You should find out if your computer person is in fact responsible for, and able and willing, to do ALL the parts of the migration.
For example, if you have a support agreement with a third party/company it is NOT a good idea for your computer person to do migration and set-up of that system. Partly because you’ve already paid for someone to do it, partly because it is more efficient to have the right people do it, but mostly because your IT person might get it wrong.
Consider what warranties are and may be in place. If components of your migration means “opening up” a new machine, where do you stand with warranty after that has happened?
Should someone authorized do certain elements of the migration to avoid invalidating warranties?
Get buying advice from your IT person of choice BEFORE you get the new machine. Returning a machine that is not fit for purpose is NOT possible if you simply did not specify what the machine should do at time of purchase.
Get a buying guide and advice from your IT person of choice.
My buying guide is available free of charge just email me and ask for it email@example.com
Once you think you’ve got all your ducks in a row, make time in your diary to focus on the actual migration.

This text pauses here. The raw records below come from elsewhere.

//! Core domain types for the board.

use crate::Position;
use serde::{Deserialize, Serialize};

/// Which side owns a mark.
#[derive(Debug, Clone, Copy, PartialEq, Eq, Hash, Serialize, Deserialize, derive_more::Display)]
pub enum Mark {
    /// The human player (moves first).
    #[display("X")]
    Player,
    /// The AI agent.
    #[display("O")]
    Agent,
}

impl Mark {
    /// Returns the other side.
    pub fn opponent(self) -> Self {
        match self {
            Mark::Player => Mark::Agent,
            Mark::Agent => Mark::Player,
        }
    }
}

/// A single cell of the board.
#[derive(Debug, Clone, Copy, PartialEq, Eq, Hash, Default, Serialize, Deserialize)]
pub enum Cell {
    /// Nobody has played here.
    #[default]
    Empty,
    /// Occupied by a mark.
    Marked(Mark),
}

impl Cell {
    /// Returns the mark in this cell, if any.
    pub fn mark(self) -> Option<Mark> {
        match self {
            Cell::Empty => None,
            Cell::Marked(mark) => Some(mark),
        }
    }
}

/// 3x3 board, stored in row-major order.
///
/// Boards are never mutated through the public API; placing a mark goes
/// through [`crate::apply`], which hands back a new board.
#[derive(Debug, Clone, Copy, PartialEq, Eq, Hash, Default, Serialize, Deserialize)]
pub struct Board {
    cells: [Cell; 9],
}

impl Board {
    /// Creates an empty board.
    pub fn new() -> Self {
        Self::default()
    }

    /// Builds a board from three rows of cells.
    pub fn from_rows(rows: [[Cell; 3]; 3]) -> Self {
        let mut cells = [Cell::Empty; 9];
        for (row, line) in rows.iter().enumerate() {
            for (col, cell) in line.iter().enumerate() {
                cells[row * 3 + col] = *cell;
            }
        }
        Self { cells }
    }

    /// Returns the board as three rows of cells.
    pub fn rows(&self) -> [[Cell; 3]; 3] {
        let mut rows = [[Cell::Empty; 3]; 3];
        for (index, cell) in self.cells.iter().enumerate() {
            rows[index / 3][index % 3] = *cell;
        }
        rows
    }

    /// Gets the cell at a position.
    pub fn get(&self, position: Position) -> Cell {
        self.cells[position.to_index()]
    }

    /// Checks if the cell at a position is empty.
    pub fn is_empty(&self, position: Position) -> bool {
        self.get(position) == Cell::Empty
    }

    /// All cells in row-major order.
    pub fn cells(&self) -> &[Cell; 9] {
        &self.cells
    }

    /// Positions that are still free, in row-major order.
    pub fn empty_positions(&self) -> Vec<Position> {
        Position::ALL
            .iter()
            .copied()
            .filter(|position| self.is_empty(*position))
            .collect()
    }

    /// Copy of this board with one cell replaced.
    pub(crate) fn with(mut self, position: Position, cell: Cell) -> Self {
        self.cells[position.to_index()] = cell;
        self
    }

    /// Formats the board as a human-readable grid.
    ///
    /// Empty cells show their 1-based position number.
    pub fn display(&self) -> String {
        let mut result = String::new();
        for row in 0..3 {
            for col in 0..3 {
                let index = row * 3 + col;
                let symbol = match self.cells[index] {
                    Cell::Empty => (index + 1).to_string(),
                    Cell::Marked(mark) => mark.to_string(),
                };
                result.push_str(&symbol);
                if col < 2 {
                    result.push('|');
                }
            }
            if row < 2 {
                result.push_str("\n-+-+-\n");
            }
        }
        result
    }
}

#[cfg(test)]
mod tests {
    use super::*;

    #[test]
    fn test_rows_round_trip_preserves_layout() {
        let p = Cell::Marked(Mark::Player);
        let a = Cell::Marked(Mark::Agent);
        let e = Cell::Empty;
        let rows = [[p, e, e], [e, a, e], [e, e, p]];
        let board = Board::from_rows(rows);

        assert_eq!(board.rows(), rows);
        assert_eq!(board.get(Position::TopLeft), p);
        assert_eq!(board.get(Position::Center), a);
        assert_eq!(board.get(Position::BottomRight), p);
    }

    #[test]
    fn test_empty_positions_skip_marked_cells() {
        let board = Board::new()
            .with(Position::TopLeft, Cell::Marked(Mark::Player))
            .with(Position::Center, Cell::Marked(Mark::Agent));

        let free = board.empty_positions();
        assert_eq!(free.len(), 7);
        assert!(!free.contains(&Position::TopLeft));
        assert!(!free.contains(&Position::Center));
    }

    #[test]
    fn test_display_shows_numbers_for_empty_cells() {
        let board = Board::new().with(Position::Center, Cell::Marked(Mark::Player));
        assert_eq!(board.display(), "1|2|3\n-+-+-\n4|X|6\n-+-+-\n7|8|9");
    }

    #[test]
    fn test_opponent_swaps_sides() {
        assert_eq!(Mark::Player.opponent(), Mark::Agent);
        assert_eq!(Mark::Agent.opponent(), Mark::Player);
    }
}
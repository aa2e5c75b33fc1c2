//! Tic-tac-toe against remote agents, and the training jobs behind them.
//!
//! [`SessionController`] runs a game: it applies the human's moves, asks a
//! [`MoveProvider`] for the agent's reply and reports every change as a
//! [`SessionEvent`]. [`TrainingJobClient`] submits a training job, follows
//! the server's status stream (reconnecting when it drops) and publishes
//! [`ModelAvailability`] once a model is trained.
//!
//! Both talk to the server through the [`MoveService`] and
//! [`TrainingService`] traits; [`HttpBackend`] implements them over HTTP.

#![warn(missing_docs)]
#![forbid(unsafe_code)]

mod config;
mod model;
mod providers;
mod session;
mod training;
mod transport;

pub mod cli;
pub mod console;

pub use config::{ConfigError, EndpointPaths, LabConfig, TrainingDefaults, SERVER_URL_ENV};
pub use model::{
    model_availability_channel, ModelAvailability, ModelAvailabilityReader,
    ModelAvailabilityWriter,
};
pub use providers::{
    GameMode, LocalRandom, MoveProvider, ProviderError, ProviderKind, Providers, RemoteInference,
    RemoteSearch,
};
pub use session::{
    AiMoveOutcome, GameSession, GameStatus, SessionCommand, SessionController, SessionError,
    SessionEvent, SessionState,
};
pub use training::{
    Estimate, JobStatus, LogEntry, ProgressEstimator, StreamSignal, Subscription,
    SubscriptionSignal, TrainingCommand, TrainingError, TrainingEvent, TrainingJob,
    TrainingJobClient, TrainingParams,
};
pub use transport::{
    encode_board, HttpBackend, JobRequest, MoveEndpoint, MoveReply, MoveRequest, MoveRequestBody,
    MoveService, SseDecoder, StatusEvent, StatusPayload, StatusStream, TrainingService,
    TransportError,
};
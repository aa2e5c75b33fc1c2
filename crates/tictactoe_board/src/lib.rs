//! Tic-tac-toe rules engine.
//!
//! Boards are immutable values: [`apply`] returns a new [`Board`] with the
//! mark placed, and [`evaluate`] reports whether the game is still open,
//! won, or drawn. Nothing in this crate performs I/O.
//!
//! ```
//! use tictactoe_board::{apply, evaluate, Board, Mark, Outcome, Position};
//!
//! let board = apply(&Board::new(), Position::Center, Mark::Player).unwrap();
//! assert_eq!(evaluate(&board), Outcome::Open);
//! ```

#![warn(missing_docs)]
#![forbid(unsafe_code)]

mod engine;
mod position;
pub mod rules;
mod types;

pub use engine::{apply, evaluate, BoardError, Outcome};
pub use position::Position;
pub use types::{Board, Cell, Mark};
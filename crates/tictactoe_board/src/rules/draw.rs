//! Full-board detection.

use crate::{Board, Cell};
use tracing::instrument;

/// Checks if every cell is occupied.
///
/// A full board with no winner is a draw.
#[instrument(level = "trace")]
pub fn is_full(board: &Board) -> bool {
    board.cells().iter().all(|cell| *cell != Cell::Empty)
}

#[cfg(test)]
mod tests {
    use super::*;
    use crate::{Mark, Position};

    #[test]
    fn test_empty_board_not_full() {
        assert!(!is_full(&Board::new()));
    }

    #[test]
    fn test_partial_board_not_full() {
        let board = Board::new().with(Position::Center, Cell::Marked(Mark::Player));
        assert!(!is_full(&board));
    }

    #[test]
    fn test_full_board() {
        let board = Board::from_rows([[Cell::Marked(Mark::Agent); 3]; 3]);
        assert!(is_full(&board));
    }
}
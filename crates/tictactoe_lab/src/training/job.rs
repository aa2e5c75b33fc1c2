//! Training job state.

use super::TrainingError;
use crate::config::TrainingDefaults;
use crate::transport::{JobRequest, StatusPayload};
use chrono::{DateTime, Utc};
use derive_getters::Getters;
use derive_more::Display;
use derive_new::new;
use serde::{Deserialize, Serialize};
use std::time::Duration;

/// Lifecycle of a training job.
#[derive(Debug, Clone, Copy, PartialEq, Eq, Hash, Display, Serialize, Deserialize)]
pub enum JobStatus {
    /// No job.
    #[display("idle")]
    Idle,
    /// Submission request in progress.
    #[display("submitting")]
    Submitting,
    /// Accepted by the server.
    #[display("running")]
    Running,
    /// Finished and produced a model.
    #[display("completed")]
    Completed,
    /// Failed.
    #[display("error")]
    Error,
    /// Stopped at the user's request.
    #[display("cancelled")]
    Cancelled,
}

impl JobStatus {
    /// Completed, Error or Cancelled.
    pub fn is_terminal(self) -> bool {
        matches!(self, Self::Completed | Self::Error | Self::Cancelled)
    }

    /// A new job may be submitted.
    pub fn accepts_submission(self) -> bool {
        self == Self::Idle || self.is_terminal()
    }

    /// A cancellation request makes sense.
    pub fn is_cancellable(self) -> bool {
        matches!(self, Self::Submitting | Self::Running)
    }
}

/// One line of the job log.
#[derive(Debug, Clone, PartialEq, Eq, Serialize, Deserialize)]
pub struct LogEntry {
    /// When the line was recorded.
    pub at: DateTime<Utc>,
    /// Text.
    pub message: String,
}

/// Parameters chosen by the user.
#[derive(Debug, Clone, Copy, PartialEq, Eq, new, Serialize, Deserialize)]
pub struct TrainingParams {
    /// Generations to evolve.
    pub generations: i64,
    /// Games per individual each generation.
    pub games: i64,
    /// Individuals per generation.
    pub population_size: i64,
}

impl TrainingParams {
    /// Checks that every parameter is positive and builds the request.
    pub fn validate(&self) -> Result<JobRequest, TrainingError> {
        for (name, value) in [
            ("generations", self.generations),
            ("games", self.games),
            ("population_size", self.population_size),
        ] {
            if value <= 0 {
                return Err(TrainingError::invalid_parameters(format!(
                    "{} must be positive, got {}",
                    name, value
                )));
            }
        }
        Ok(JobRequest {
            generations: self.generations,
            games: self.games,
            population_size: self.population_size,
        })
    }
}

impl From<TrainingDefaults> for TrainingParams {
    fn from(defaults: TrainingDefaults) -> Self {
        Self::new(
            *defaults.generations(),
            *defaults.games(),
            *defaults.population_size(),
        )
    }
}

/// Snapshot of one training job as reported to the presentation layer.
#[derive(Debug, Clone, PartialEq, Getters)]
pub struct TrainingJob {
    /// Job identity, increasing with every submission.
    id: u64,
    /// Lifecycle status.
    status: JobStatus,
    /// Last finished generation.
    generation: u32,
    /// Generations requested.
    total_generations: u32,
    /// Fraction complete, clamped to `0.0..=1.0`.
    progress: f64,
    /// Best fitness so far.
    best_fitness: f64,
    /// Fitness of the latest generation.
    current_fitness: f64,
    /// Games per individual.
    games: i64,
    /// Individuals per generation.
    population_size: i64,
    /// When the job was submitted.
    started_at: Option<DateTime<Utc>>,
    /// Time since submission at the last update.
    elapsed: Duration,
    /// Projected time to completion.
    remaining: Option<Duration>,
    /// Log lines in arrival order.
    log: Vec<LogEntry>,
}

impl Default for TrainingJob {
    fn default() -> Self {
        Self::idle()
    }
}

impl TrainingJob {
    /// The empty job shown before anything was submitted.
    pub fn idle() -> Self {
        Self {
            id: 0,
            status: JobStatus::Idle,
            generation: 0,
            total_generations: 0,
            progress: 0.0,
            best_fitness: 0.0,
            current_fitness: 0.0,
            games: 0,
            population_size: 0,
            started_at: None,
            elapsed: Duration::ZERO,
            remaining: None,
            log: Vec::new(),
        }
    }

    /// A job whose submission is about to be sent.
    pub(crate) fn submitting(id: u64, request: &JobRequest) -> Self {
        Self {
            id,
            status: JobStatus::Submitting,
            total_generations: u32::try_from(request.generations).unwrap_or(u32::MAX),
            games: request.games,
            population_size: request.population_size,
            started_at: Some(Utc::now()),
            ..Self::idle()
        }
    }

    pub(crate) fn set_status(&mut self, status: JobStatus) {
        self.status = status;
    }

    pub(crate) fn set_elapsed(&mut self, elapsed: Duration) {
        self.elapsed = elapsed;
    }

    pub(crate) fn set_remaining(&mut self, remaining: Duration) {
        self.remaining = Some(remaining);
    }

    pub(crate) fn push_log(&mut self, message: impl Into<String>) {
        self.log.push(LogEntry {
            at: Utc::now(),
            message: message.into(),
        });
    }

    /// Copies whatever the event carries; absent fields keep their value.
    pub(crate) fn apply_payload(&mut self, payload: &StatusPayload) {
        if let Some(generation) = payload.generation {
            self.generation = generation;
        }
        if let Some(total) = payload.total_generations {
            self.total_generations = total;
        }
        if let Some(progress) = payload.progress.filter(|p| p.is_finite()) {
            self.progress = progress.clamp(0.0, 1.0);
        }
        if let Some(best) = payload.best_fitness.filter(|f| f.is_finite()) {
            self.best_fitness = best.max(0.0);
        }
        if let Some(current) = payload.current_fitness.filter(|f| f.is_finite()) {
            self.current_fitness = current.max(0.0);
        }
    }

    /// Most recent log line.
    pub fn last_log(&self) -> Option<&LogEntry> {
        self.log.last()
    }
}
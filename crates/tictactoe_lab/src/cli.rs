//! Command-line interface for tictactoe_lab.

use crate::providers::GameMode;
use clap::{Parser, Subcommand};
use std::path::PathBuf;

/// Tic-tac-toe lab - play against remote agents and train new ones
#[derive(Parser, Debug)]
#[command(name = "tictactoe_lab")]
#[command(about = "Play tic-tac-toe against remote agents and follow training jobs", long_about = None)]
#[command(version)]
pub struct Cli {
    /// Path to the TOML config file
    #[arg(long, global = true, default_value = "tictactoe_lab.toml")]
    pub config: PathBuf,

    /// Server URL, overriding the config file and environment
    #[arg(long, global = true)]
    pub server_url: Option<String>,

    /// Subcommand to run
    #[command(subcommand)]
    pub command: Command,
}

/// Available commands
#[derive(Subcommand, Debug)]
pub enum Command {
    /// Play a game in the terminal
    Play {
        /// Who produces the agent's moves
        #[arg(short, long, value_enum, default_value_t = GameMode::Random)]
        mode: GameMode,
    },

    /// Submit a training job and follow its progress
    Train {
        /// Generations to evolve (config default if omitted)
        #[arg(long)]
        generations: Option<i64>,

        /// Games per individual each generation
        #[arg(long)]
        games: Option<i64>,

        /// Individuals per generation
        #[arg(long)]
        population: Option<i64>,
    },

    /// Show whether a trained model is loaded
    ModelStatus,
}

#[cfg(test)]
mod tests {
    use super::*;

    #[test]
    fn test_play_mode_and_global_flags() {
        let cli = Cli::try_parse_from([
            "tictactoe_lab",
            "play",
            "--mode",
            "neural",
            "--server-url",
            "http://example:5001",
        ])
        .unwrap();
        assert!(matches!(cli.command, Command::Play { mode: GameMode::Neural }));
        assert_eq!(cli.server_url.as_deref(), Some("http://example:5001"));
        assert_eq!(cli.config, PathBuf::from("tictactoe_lab.toml"));
    }

    #[test]
    fn test_train_accepts_negative_values_for_validation_later() {
        let cli = Cli::try_parse_from(["tictactoe_lab", "train", "--generations", "5"]).unwrap();
        assert!(matches!(
            cli.command,
            Command::Train {
                generations: Some(5),
                games: None,
                population: None
            }
        ));
    }
}
//! In-memory fakes of the server.

#![allow(dead_code)]

use futures::StreamExt;
use std::collections::VecDeque;
use std::sync::atomic::{AtomicUsize, Ordering};
use std::sync::{Arc, Mutex};
use tictactoe_lab::{
    JobRequest, ModelAvailability, MoveEndpoint, MoveReply, MoveRequest, MoveService, StatusEvent,
    StatusStream, TrainingService, TransportError,
};
use tokio::sync::{mpsc, Semaphore};

/// Scripted move server.
#[derive(Default)]
pub struct FakeMoveService {
    replies: Mutex<VecDeque<Result<MoveReply, TransportError>>>,
    endpoints: Mutex<Vec<MoveEndpoint>>,
    calls: AtomicUsize,
    in_flight: AtomicUsize,
    max_in_flight: AtomicUsize,
    gate: Option<Arc<Semaphore>>,
}

impl FakeMoveService {
    /// Answers immediately with the scripted replies.
    pub fn new(replies: Vec<Result<MoveReply, TransportError>>) -> Arc<Self> {
        Arc::new(Self {
            replies: Mutex::new(replies.into()),
            ..Self::default()
        })
    }

    /// Holds every reply until a permit is added to the returned gate.
    pub fn gated(replies: Vec<Result<MoveReply, TransportError>>) -> (Arc<Self>, Arc<Semaphore>) {
        let gate = Arc::new(Semaphore::new(0));
        let service = Arc::new(Self {
            replies: Mutex::new(replies.into()),
            gate: Some(Arc::clone(&gate)),
            ..Self::default()
        });
        (service, gate)
    }

    pub fn calls(&self) -> usize {
        self.calls.load(Ordering::SeqCst)
    }

    pub fn max_in_flight(&self) -> usize {
        self.max_in_flight.load(Ordering::SeqCst)
    }

    pub fn endpoints(&self) -> Vec<MoveEndpoint> {
        self.endpoints.lock().unwrap().clone()
    }
}

#[async_trait::async_trait]
impl MoveService for FakeMoveService {
    async fn request_move(
        &self,
        endpoint: MoveEndpoint,
        _request: &MoveRequest,
    ) -> Result<MoveReply, TransportError> {
        self.calls.fetch_add(1, Ordering::SeqCst);
        self.endpoints.lock().unwrap().push(endpoint);
        let now = self.in_flight.fetch_add(1, Ordering::SeqCst) + 1;
        self.max_in_flight.fetch_max(now, Ordering::SeqCst);

        if let Some(gate) = &self.gate {
            gate.acquire().await.unwrap().forget();
        }

        self.in_flight.fetch_sub(1, Ordering::SeqCst);
        self.replies
            .lock()
            .unwrap()
            .pop_front()
            .unwrap_or_else(|| Err(TransportError::connection("no scripted reply")))
    }
}

/// Items of one scripted status stream.
pub type StreamScript = Vec<Result<StatusEvent, TransportError>>;

/// Scripted training server.
///
/// Each `open_status_stream` call takes the next script; once they run out
/// the stream stays open without sending anything, unless an exhausted
/// error was set.
pub struct FakeTrainingService {
    submit_results: Mutex<VecDeque<Result<(), TransportError>>>,
    cancel_results: Mutex<VecDeque<Result<(), TransportError>>>,
    model_status: Mutex<Result<ModelAvailability, TransportError>>,
    streams: Mutex<VecDeque<Result<StreamScript, TransportError>>>,
    exhausted: Option<TransportError>,
    submitted: Mutex<Vec<JobRequest>>,
    cancels: AtomicUsize,
    opens: AtomicUsize,
}

impl Default for FakeTrainingService {
    fn default() -> Self {
        Self {
            submit_results: Mutex::default(),
            cancel_results: Mutex::default(),
            model_status: Mutex::new(Ok(ModelAvailability::default())),
            streams: Mutex::default(),
            exhausted: None,
            submitted: Mutex::default(),
            cancels: AtomicUsize::new(0),
            opens: AtomicUsize::new(0),
        }
    }
}

impl FakeTrainingService {
    pub fn new() -> Self {
        Self::default()
    }

    pub fn with_stream(self, stream: Result<StreamScript, TransportError>) -> Self {
        self.streams.lock().unwrap().push_back(stream);
        self
    }

    /// Fails every open once the scripts run out.
    pub fn with_streams_failing(self, error: TransportError) -> Self {
        Self {
            exhausted: Some(error),
            ..self
        }
    }

    pub fn with_submit_result(self, result: Result<(), TransportError>) -> Self {
        self.submit_results.lock().unwrap().push_back(result);
        self
    }

    pub fn with_cancel_result(self, result: Result<(), TransportError>) -> Self {
        self.cancel_results.lock().unwrap().push_back(result);
        self
    }

    pub fn with_model_status(self, status: Result<ModelAvailability, TransportError>) -> Self {
        *self.model_status.lock().unwrap() = status;
        self
    }

    pub fn submitted(&self) -> Vec<JobRequest> {
        self.submitted.lock().unwrap().clone()
    }

    pub fn cancels(&self) -> usize {
        self.cancels.load(Ordering::SeqCst)
    }

    pub fn opens(&self) -> usize {
        self.opens.load(Ordering::SeqCst)
    }
}

#[async_trait::async_trait]
impl TrainingService for FakeTrainingService {
    async fn submit_job(&self, request: &JobRequest) -> Result<(), TransportError> {
        self.submitted.lock().unwrap().push(*request);
        self.submit_results.lock().unwrap().pop_front().unwrap_or(Ok(()))
    }

    async fn cancel_job(&self) -> Result<(), TransportError> {
        self.cancels.fetch_add(1, Ordering::SeqCst);
        self.cancel_results.lock().unwrap().pop_front().unwrap_or(Ok(()))
    }

    async fn model_status(&self) -> Result<ModelAvailability, TransportError> {
        self.model_status.lock().unwrap().clone()
    }

    async fn open_status_stream(&self) -> Result<StatusStream, TransportError> {
        self.opens.fetch_add(1, Ordering::SeqCst);
        match self.streams.lock().unwrap().pop_front() {
            Some(Ok(items)) => Ok(futures::stream::iter(items).boxed()),
            Some(Err(e)) => Err(e),
            None => match &self.exhausted {
                Some(e) => Err(e.clone()),
                None => Ok(futures::stream::pending().boxed()),
            },
        }
    }
}

/// Parses a status event from JSON.
pub fn event(json: &str) -> StatusEvent {
    StatusEvent::parse(json).unwrap()
}

/// Everything queued on a channel right now.
pub fn drain<T>(rx: &mut mpsc::UnboundedReceiver<T>) -> Vec<T> {
    let mut items = Vec::new();
    while let Ok(item) = rx.try_recv() {
        items.push(item);
    }
    items
}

Usernames and Passwords...seriously, USERNAMES AND PASSWORDS – have them all to hand.
If you are paying someone to set up a new computer and do the migration for you, then you really must have your ducks in a row pertaining to usernames and passwords for ALL the things you want to work on your new computer.
Username and password recovery can turn into the most significant cost when paying someone to do that for you. Just imagine (or remember) how long you may be on the phone trying to get someone like Telstra to send you your password. Do you really want to be paying someone to wait on the phone on your behalf for dog-knows how long? I didn’t think so.
If your usernames and passwords are written down or stored somewhere, have them ready. Again, …and I can tell you they/we don’t want to be sitting and waiting for that either.
If your passwords are all magically remembered by the current/old computer then we need to know that too. Depending on how they are stored, extracting them may be anywhere from easy to impossible.
If you simply don’t know what they are, have that information ready too. If the IT person has to extract every scrap of information, indeed gaps in information, from you then that takes time and costs you money. Knowing in advance that we may have to wait on the phone for tech’ support means we can do that early and get on with other tasks while on-hold. If that happens at the end it turns into extra time and extra cost.
Resetting of passwords is often quite “doable” these days but it takes time. It also requires that the system we are requesting a reset from knows where to send the new information. If it wasn’t set up properly in the first place, or things have changed since it was set up (email address changed, a new phone number) then we simply may not be able to reset things…and this all takes time to find out and attempt.
Here’s a list of the most common devices, software and resources that people fail to have the login details (username and password) for:
Modem / router – both master login and internet connection details from the ISP.
Wifi – are the passwords what the modem came with or have they been changed?
Email, Webmail – including details of servers if using a custom email service/hosting
PC password itself.
Facebook – and other social media.
Microsoft Office – since 2013 an online account has been required and if you want to re-use your paid product on the new machine we need to be able to login to MS online.
Software subscriptions e.g. Antivirus products, special software you use/pay for etc.
Hosted services – web site access/maintenance, G-suite (Google Apps), Office 365, Xero (accounting services), Virtual Servers, VPNs (virtual private networks), cloud storage (Onedrive, Dropbox).
Banking and online financial services – Paypal, Trading, banking.
Access to systems your employer or other third party provides – web portals, collaboration tools, remote network access etc.